## Problem description
What lines below mention the word "format"? Copy each one.

Data under study below:

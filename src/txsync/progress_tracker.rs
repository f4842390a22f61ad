//! Progress tracking for a sync run.
//!
//! This module provides the `SyncProgressTracker`, which records page outcomes as workers
//! finish, counts fetched and newly inserted transactions, and logs progress at regular
//! intervals. Completion order is arbitrary, so the tracker keeps the failed pages sorted
//! for reporting.

use crate::txsync::worker::PageOutcome;

use std::collections::BTreeSet;
use tracing::info;

/// Log every this many completed pages
const LOG_EVERY_PAGES: u64 = 100;

/// Tracks page outcomes for one run
#[derive(Debug, Clone)]
pub struct SyncProgressTracker {
	/// Pages the run intends to dispatch
	planned_pages: u64,
	/// Pages handed to a worker so far
	dispatched_pages: u64,
	/// Pages persisted successfully
	succeeded_pages: u64,
	/// Pages that exhausted their retries
	failed_pages: BTreeSet<u64>,
	/// Transactions fetched across all persisted pages
	txs_fetched: u64,
	/// Transactions that were new to the store
	txs_inserted: u64,
	/// Pages that needed more than one attempt
	retried_pages: u64,
	/// Completed count at the last progress log
	last_logged: u64,
}

impl SyncProgressTracker {
	pub fn new(planned_pages: u64) -> Self {
		Self {
			planned_pages,
			dispatched_pages: 0,
			succeeded_pages: 0,
			failed_pages: BTreeSet::new(),
			txs_fetched: 0,
			txs_inserted: 0,
			retried_pages: 0,
			last_logged: 0,
		}
	}

	pub fn record_dispatched(&mut self) {
		self.dispatched_pages += 1;
	}

	/// Record a finished page
	pub fn record_outcome(&mut self, outcome: &PageOutcome) {
		match outcome {
			PageOutcome::Persisted {
				fetched,
				inserted,
				attempts,
				..
			} => {
				self.succeeded_pages += 1;
				self.txs_fetched += fetched;
				self.txs_inserted += inserted;
				if *attempts > 1 {
					self.retried_pages += 1;
				}
			}
			PageOutcome::Failed { page, .. } => {
				self.record_failed(*page);
			}
		}
	}

	/// Record a page that failed without producing an outcome (e.g. its task panicked)
	pub fn record_failed(&mut self, page: u64) {
		self.failed_pages.insert(page);
	}

	pub fn completed_pages(&self) -> u64 {
		self.succeeded_pages + self.failed_pages.len() as u64
	}

	pub fn in_flight(&self) -> u64 {
		self.dispatched_pages.saturating_sub(self.completed_pages())
	}

	/// Log progress every `LOG_EVERY_PAGES` completed pages, or when forced
	pub fn log_progress(&mut self, force: bool) {
		let completed = self.completed_pages();
		if force || completed.saturating_sub(self.last_logged) >= LOG_EVERY_PAGES {
			info!(
				"Sync progress: {}/{} pages done ({} failed, {} in flight), {} new transactions",
				completed,
				self.planned_pages,
				self.failed_pages.len(),
				self.in_flight(),
				self.txs_inserted
			);
			self.last_logged = completed;
		}
	}

	pub fn get_stats(&self) -> SyncStats {
		SyncStats {
			planned_pages: self.planned_pages,
			dispatched_pages: self.dispatched_pages,
			succeeded_pages: self.succeeded_pages,
			failed_pages: self.failed_pages.iter().copied().collect(),
			retried_pages: self.retried_pages,
			txs_fetched: self.txs_fetched,
			txs_inserted: self.txs_inserted,
		}
	}
}

/// Statistics about a finished (or in-progress) run
#[derive(Debug, Clone, PartialEq, Eq)]
pub struct SyncStats {
	pub planned_pages: u64,
	pub dispatched_pages: u64,
	pub succeeded_pages: u64,
	/// Failed page indices, ascending
	pub failed_pages: Vec<u64>,
	pub retried_pages: u64,
	pub txs_fetched: u64,
	pub txs_inserted: u64,
}

impl SyncStats {
	/// Get a human-readable summary of the sync statistics
	pub fn summary(&self) -> String {
		format!(
			"{} of {} pages persisted, {} transactions fetched, {} new{}{}",
			self.succeeded_pages,
			self.planned_pages,
			self.txs_fetched,
			self.txs_inserted,
			if self.retried_pages == 0 {
				String::new()
			} else {
				format!(", {} pages retried", self.retried_pages)
			},
			if self.failed_pages.is_empty() {
				String::new()
			} else {
				format!(" ({} failed: {:?})", self.failed_pages.len(), self.failed_pages)
			}
		)
	}
}

#[cfg(test)]
mod tests {
	use super::*;
	use crate::txsync::worker::PageError;
	use crate::upstream::FetchError;

	fn failed(page: u64) -> PageOutcome {
		PageOutcome::Failed {
			page,
			attempts: 3,
			error: PageError::Fetch {
				page,
				source: FetchError::Status {
					status: 503,
					body: "down".to_string(),
				},
			},
		}
	}

	fn persisted(page: u64, inserted: u64, attempts: u32) -> PageOutcome {
		PageOutcome::Persisted {
			page,
			fetched: 5,
			inserted,
			attempts,
		}
	}

	#[test]
	fn test_outcomes_accumulate() {
		let mut tracker = SyncProgressTracker::new(4);
		for _ in 0..4 {
			tracker.record_dispatched();
		}
		tracker.record_outcome(&persisted(1, 5, 1));
		tracker.record_outcome(&failed(3));
		tracker.record_outcome(&persisted(0, 2, 2));
		assert_eq!(tracker.in_flight(), 1);
		tracker.record_failed(2);

		let stats = tracker.get_stats();
		assert_eq!(stats.succeeded_pages, 2);
		assert_eq!(stats.failed_pages, vec![2, 3]);
		assert_eq!(stats.txs_fetched, 10);
		assert_eq!(stats.txs_inserted, 7);
		assert_eq!(stats.retried_pages, 1);
		assert_eq!(tracker.in_flight(), 0);
	}

	#[test]
	fn test_summary_mentions_failures_only_when_present() {
		let mut tracker = SyncProgressTracker::new(2);
		tracker.record_outcome(&persisted(0, 5, 1));
		assert!(!tracker.get_stats().summary().contains("failed"));

		tracker.record_outcome(&failed(1));
		let summary = tracker.get_stats().summary();
		assert!(summary.contains("1 of 2 pages persisted"));
		assert!(summary.contains("1 failed: [1]"));
	}
}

End of Data under study.

## Reply
		format!(
				format!(", {} pages retried", self.retried_pages)
				format!(" ({} failed: {:?})", self.failed_pages.len(), self.failed_pages)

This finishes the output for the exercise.